Prune a large set of features in case of text classification
I am dealing with the binary text classifcation task. I've done several preprocessing steps for my training data (stopwords, stem, morphology, low case, n-grams creation etc.) and created TFIDF-Vector. I deleted the rare n-grams (prune belowe 5%) and got 18000 n-grams. The choice of cuttoff is arbitrary and its borthers me. Then I've applied linear C-SVM (LibSVM). Unfortenately, the accuracy of my model for test set is very low. I think, I have to many feautes left and want to reduce their amount. So I decided to use information gain to reduce all features to most informative words. So I used operator "Weight by information gain" and then "Select by Weights" after "Process Documents"-Operator. At the and I used cross-validation with the linear SVM in it. But I got an error that the sample does not include the meta data. I am not sure what am I doing wrong and how to improve it.

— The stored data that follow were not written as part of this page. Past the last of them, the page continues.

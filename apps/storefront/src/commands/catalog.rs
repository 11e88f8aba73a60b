//! # Catalog Commands

use agri_core::Product;
use tracing::debug;

use crate::state::Catalog;

/// Lists every product, in catalog order.
pub fn list_products(catalog: &dyn Catalog) -> Vec<Product> {
    debug!("list_products command");
    catalog.list()
}
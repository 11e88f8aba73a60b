//! # API Error Type
//!
//! Unified error type for storefront commands.
//!
//! ## Error Handling Strategy
//! ```text
//! ┌─────────────────────────────────────────────────────────────────────────┐
//! │                    Error Flow in the Storefront                         │
//! │                                                                         │
//! │  Frontend                    Rust Backend                               │
//! │  ────────                    ────────────                               │
//! │                                                                         │
//! │  {"cmd":"complete_address", ...}                                        │
//! │         │                                                               │
//! │         ▼                                                               │
//! │  ┌──────────────────────────────────────────────────────────────────┐  │
//! │  │  Command Function                                                │  │
//! │  │  Result<T, ApiError>                                             │  │
//! │  │         │                                                        │  │
//! │  │         ▼                                                        │  │
//! │  │  Bad form? ───── CoreError::Validation(FormErrors) ──┐          │  │
//! │  │         │                                            │          │  │
//! │  │         ▼                                            ▼          │  │
//! │  │  Wrong step? ─── CoreError::InvalidTransition ──── ApiError ───►│  │
//! │  │         │                                                        │  │
//! │  │         ▼                                                        │  │
//! │  │  Success ──────────────────────────────────────────────────────►│  │
//! │  └──────────────────────────────────────────────────────────────────┘  │
//! │                                                                         │
//! │  {"error": {"code": "VALIDATION_ERROR",                                 │
//! │             "message": "2 fields need attention",                       │
//! │             "fields": [{"field": "pincode", "message": "..."}]}}        │
//! └─────────────────────────────────────────────────────────────────────────┘
//! ```
//!
//! Field errors are rendered inline next to their inputs, so validation
//! failures always carry the full `fields` list.

use agri_core::{CoreError, FormErrors, ValidationError};
use serde::Serialize;
use thiserror::Error;
use ts_rs::TS;

/// Result type for commands.
pub type ApiResult<T> = Result<T, ApiError>;

/// API error returned from commands.
///
/// ## Serialization
/// ```json
/// {
///   "code": "NOT_FOUND",
///   "message": "Order not found: ORD42"
/// }
/// ```
#[derive(Debug, Clone, PartialEq, Eq, Serialize, TS)]
#[serde(rename_all = "camelCase")]
#[ts(export)]
pub struct ApiError {
    /// Machine-readable error code for programmatic handling
    pub code: ErrorCode,

    /// Human-readable error message for display
    pub message: String,

    /// Per-field messages for inline form errors
    #[serde(skip_serializing_if = "Vec::is_empty")]
    pub fields: Vec<FieldError>,
}

/// One inline form error.
#[derive(Debug, Clone, PartialEq, Eq, Serialize, TS)]
#[serde(rename_all = "camelCase")]
#[ts(export)]
pub struct FieldError {
    pub field: String,
    pub message: String,
}

impl From<&ValidationError> for FieldError {
    fn from(err: &ValidationError) -> Self {
        FieldError {
            field: err.field().to_string(),
            message: err.to_string(),
        }
    }
}

/// Error codes for API responses.
#[derive(Debug, Clone, Copy, PartialEq, Eq, Serialize, TS)]
#[serde(rename_all = "SCREAMING_SNAKE_CASE")]
#[ts(export)]
pub enum ErrorCode {
    /// Resource not found
    NotFound,

    /// Form input failed validation
    ValidationError,

    /// Account views and profile need a signed-in user
    Unauthenticated,

    /// Checkout intent out of order, or checkout on an empty cart
    CheckoutError,

    /// The request was cancelled before it completed
    Cancelled,

    /// Malformed request on the bridge
    InvalidRequest,

    /// Configuration could not be loaded
    ConfigError,

    /// Internal error
    Internal,
}

impl ApiError {
    /// Creates a new API error.
    pub fn new(code: ErrorCode, message: impl Into<String>) -> Self {
        ApiError {
            code,
            message: message.into(),
            fields: Vec::new(),
        }
    }

    /// Creates a not found error.
    pub fn not_found(resource: &str, id: &str) -> Self {
        ApiError::new(
            ErrorCode::NotFound,
            format!("{} not found: {}", resource, id),
        )
    }

    /// Creates a validation error carrying every failing field.
    pub fn validation(errors: &FormErrors) -> Self {
        let message = match errors.len() {
            1 => errors
                .iter()
                .next()
                .map(|e| e.to_string())
                .unwrap_or_default(),
            n => format!("{} fields need attention", n),
        };
        ApiError {
            code: ErrorCode::ValidationError,
            message,
            fields: errors.iter().map(FieldError::from).collect(),
        }
    }

    /// Creates an unauthenticated error.
    pub fn unauthenticated() -> Self {
        ApiError::new(ErrorCode::Unauthenticated, "Please sign in to continue")
    }

    /// Creates a cancelled error.
    pub fn cancelled(what: &str) -> Self {
        ApiError::new(ErrorCode::Cancelled, format!("{} was cancelled", what))
    }

    /// Creates an invalid request error.
    pub fn invalid_request(message: impl Into<String>) -> Self {
        ApiError::new(ErrorCode::InvalidRequest, message)
    }

    /// Creates an internal error.
    pub fn internal(message: impl Into<String>) -> Self {
        ApiError::new(ErrorCode::Internal, message)
    }
}

/// Converts core errors to API errors.
impl From<CoreError> for ApiError {
    fn from(err: CoreError) -> Self {
        match err {
            CoreError::Validation(errors) => ApiError::validation(&errors),
            CoreError::UnknownAddress(id) => ApiError::not_found("Address", &id),
            CoreError::UnknownOrder(id) => ApiError::not_found("Order", &id),
            CoreError::EmptyCart => ApiError::new(ErrorCode::CheckoutError, "Cart is empty"),
            CoreError::InvalidTransition { current, action } => ApiError::new(
                ErrorCode::CheckoutError,
                format!("Cannot {} while checkout is at the {} step", action, current),
            ),
        }
    }
}

impl From<FormErrors> for ApiError {
    fn from(errors: FormErrors) -> Self {
        ApiError::validation(&errors)
    }
}

impl From<ValidationError> for ApiError {
    fn from(err: ValidationError) -> Self {
        ApiError::validation(&FormErrors::from(err))
    }
}

impl From<ConfigError> for ApiError {
    fn from(err: ConfigError) -> Self {
        ApiError::new(ErrorCode::ConfigError, err.to_string())
    }
}

impl std::fmt::Display for ApiError {
    fn fmt(&self, f: &mut std::fmt::Formatter<'_>) -> std::fmt::Result {
        write!(f, "[{:?}] {}", self.code, self.message)
    }
}

impl std::error::Error for ApiError {}

// =============================================================================
// Configuration Errors
// =============================================================================

/// Configuration loading errors.
#[derive(Debug, Error)]
pub enum ConfigError {
    /// Failed to read the config file.
    #[error("Failed to read config: {0}")]
    Io(#[from] std::io::Error),

    /// The config file is not valid TOML for this schema.
    #[error("Failed to parse config: {0}")]
    Parse(#[from] toml::de::Error),

    /// A value is out of range.
    #[error("Invalid configuration: {0}")]
    Invalid(String),
}
//! # Promo Codes
//!
//! The coupon table and how a coupon affects an order.
//!
//! | Code       | Effect              | Minimum subtotal |
//! |------------|---------------------|------------------|
//! | `SAVE10`   | 10% off             | ₹1,00,000        |
//! | `FIRSTBUY` | ₹5,000 off          | ₹50,000          |
//! | `FREESHIP` | Free shipping       | none             |
//!
//! Codes match case-insensitively after trimming. A coupon stays applied even
//! when the cart later drops below its minimum; it then simply contributes
//! nothing.

use serde::{Deserialize, Serialize};
use ts_rs::TS;

use crate::error::ValidationError;
use crate::money::Money;
use crate::types::Rate;

/// What a coupon does.
#[derive(Debug, Clone, Copy, PartialEq, Eq, Serialize, Deserialize, TS)]
#[serde(tag = "kind", content = "value", rename_all = "snake_case")]
#[ts(export)]
pub enum CouponKind {
    /// Percentage off the subtotal.
    Percent(Rate),
    /// Fixed amount off the subtotal.
    Flat(Money),
    /// Shipping fee waived.
    FreeShipping,
}

/// A redeemable promo code.
#[derive(Debug, Clone, PartialEq, Eq, Serialize, Deserialize, TS)]
#[serde(rename_all = "camelCase")]
#[ts(export)]
pub struct Coupon {
    pub code: String,
    pub description: String,
    pub kind: CouponKind,
    pub min_subtotal: Money,
}

impl Coupon {
    /// Checks if `subtotal` reaches the coupon minimum.
    pub fn is_eligible(&self, subtotal: Money) -> bool {
        subtotal >= self.min_subtotal
    }

    /// Amount taken off `subtotal`, never more than the subtotal itself.
    pub fn discount_on(&self, subtotal: Money) -> Money {
        if !self.is_eligible(subtotal) {
            return Money::zero();
        }

        let discount = match self.kind {
            CouponKind::Percent(rate) => subtotal.percentage(rate),
            CouponKind::Flat(amount) => amount,
            CouponKind::FreeShipping => Money::zero(),
        };
        discount.min(subtotal)
    }

    /// Checks if the coupon waives shipping for `subtotal`.
    pub fn waives_shipping(&self, subtotal: Money) -> bool {
        self.kind == CouponKind::FreeShipping && self.is_eligible(subtotal)
    }
}

/// The coupons the storefront accepts.
pub fn builtin_coupons() -> Vec<Coupon> {
    vec![
        Coupon {
            code: "SAVE10".to_string(),
            description: "10% off on orders above ₹1,00,000".to_string(),
            kind: CouponKind::Percent(Rate::from_percent(10)),
            min_subtotal: Money::from_rupees(100_000),
        },
        Coupon {
            code: "FIRSTBUY".to_string(),
            description: "₹5,000 off on first purchase".to_string(),
            kind: CouponKind::Flat(Money::from_rupees(5_000)),
            min_subtotal: Money::from_rupees(50_000),
        },
        Coupon {
            code: "FREESHIP".to_string(),
            description: "Free shipping on all orders".to_string(),
            kind: CouponKind::FreeShipping,
            min_subtotal: Money::zero(),
        },
    ]
}

/// Finds a coupon by code in `coupons`.
///
/// ## Errors
/// `Unrecognized` on field `promo_code` when nothing matches.
pub fn redeem(coupons: &[Coupon], code: &str) -> Result<Coupon, ValidationError> {
    let wanted = code.trim();

    if wanted.is_empty() {
        return Err(ValidationError::Required {
            field: "promo_code".to_string(),
        });
    }

    coupons
        .iter()
        .find(|c| c.code.eq_ignore_ascii_case(wanted))
        .cloned()
        .ok_or_else(|| ValidationError::Unrecognized {
            field: "promo_code".to_string(),
            value: wanted.to_string(),
        })
}

#[cfg(test)]
mod tests {
    use super::*;

    #[test]
    fn test_redeem_is_case_insensitive() {
        let coupons = builtin_coupons();
        let coupon = redeem(&coupons, "  save10 ").unwrap();
        assert_eq!(coupon.code, "SAVE10");
    }

    #[test]
    fn test_redeem_unknown_code() {
        let err = redeem(&builtin_coupons(), "BOGUS").unwrap_err();
        assert_eq!(err.field(), "promo_code");
        assert_eq!(err.to_string(), "Invalid promo code");
    }

    #[test]
    fn test_percent_discount_respects_minimum() {
        let save10 = redeem(&builtin_coupons(), "SAVE10").unwrap();

        assert!(save10.discount_on(Money::from_rupees(99_999)).is_zero());
        assert_eq!(
            save10.discount_on(Money::from_rupees(895_000)),
            Money::from_rupees(89_500)
        );
    }

    #[test]
    fn test_flat_discount() {
        let firstbuy = redeem(&builtin_coupons(), "FIRSTBUY").unwrap();
        assert_eq!(
            firstbuy.discount_on(Money::from_rupees(60_000)),
            Money::from_rupees(5_000)
        );
        assert!(firstbuy.discount_on(Money::from_rupees(40_000)).is_zero());
        assert!(!firstbuy.waives_shipping(Money::from_rupees(60_000)));
    }

    #[test]
    fn test_free_shipping() {
        let freeship = redeem(&builtin_coupons(), "freeship").unwrap();
        assert!(freeship.waives_shipping(Money::from_rupees(1_000)));
        assert!(freeship.discount_on(Money::from_rupees(1_000)).is_zero());
    }
}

Besides, what is the best way to prune a large set of features down to a manageable set of the most discriminative features and how to implement it in Rapdiminer? How else can I improve the performance of my model?
Answers
I'm assuming that this post is related to the imbalanced thread you started here. I would definately start with balancing your training data first and then feeding it into your text processing. From the sounds of it, you setup for text processing sounds pretty standard. What I would consider is putting both the Text Processing and Validation with your Linear SVM inside a Optimize Parameters and vary the C for the SVM and the Pruning parameters. This way you can see if adjusting those parameters, with your balanced data, can get you some better performance.
Thank you a lot for the suggestions. I will try to play with the parameters first. Which performance measure is appropriate in this case for comparison? I would work with AUC? If I still want to use feature reduction based on IG and Chi sq? How could it be implemented in case of text classification?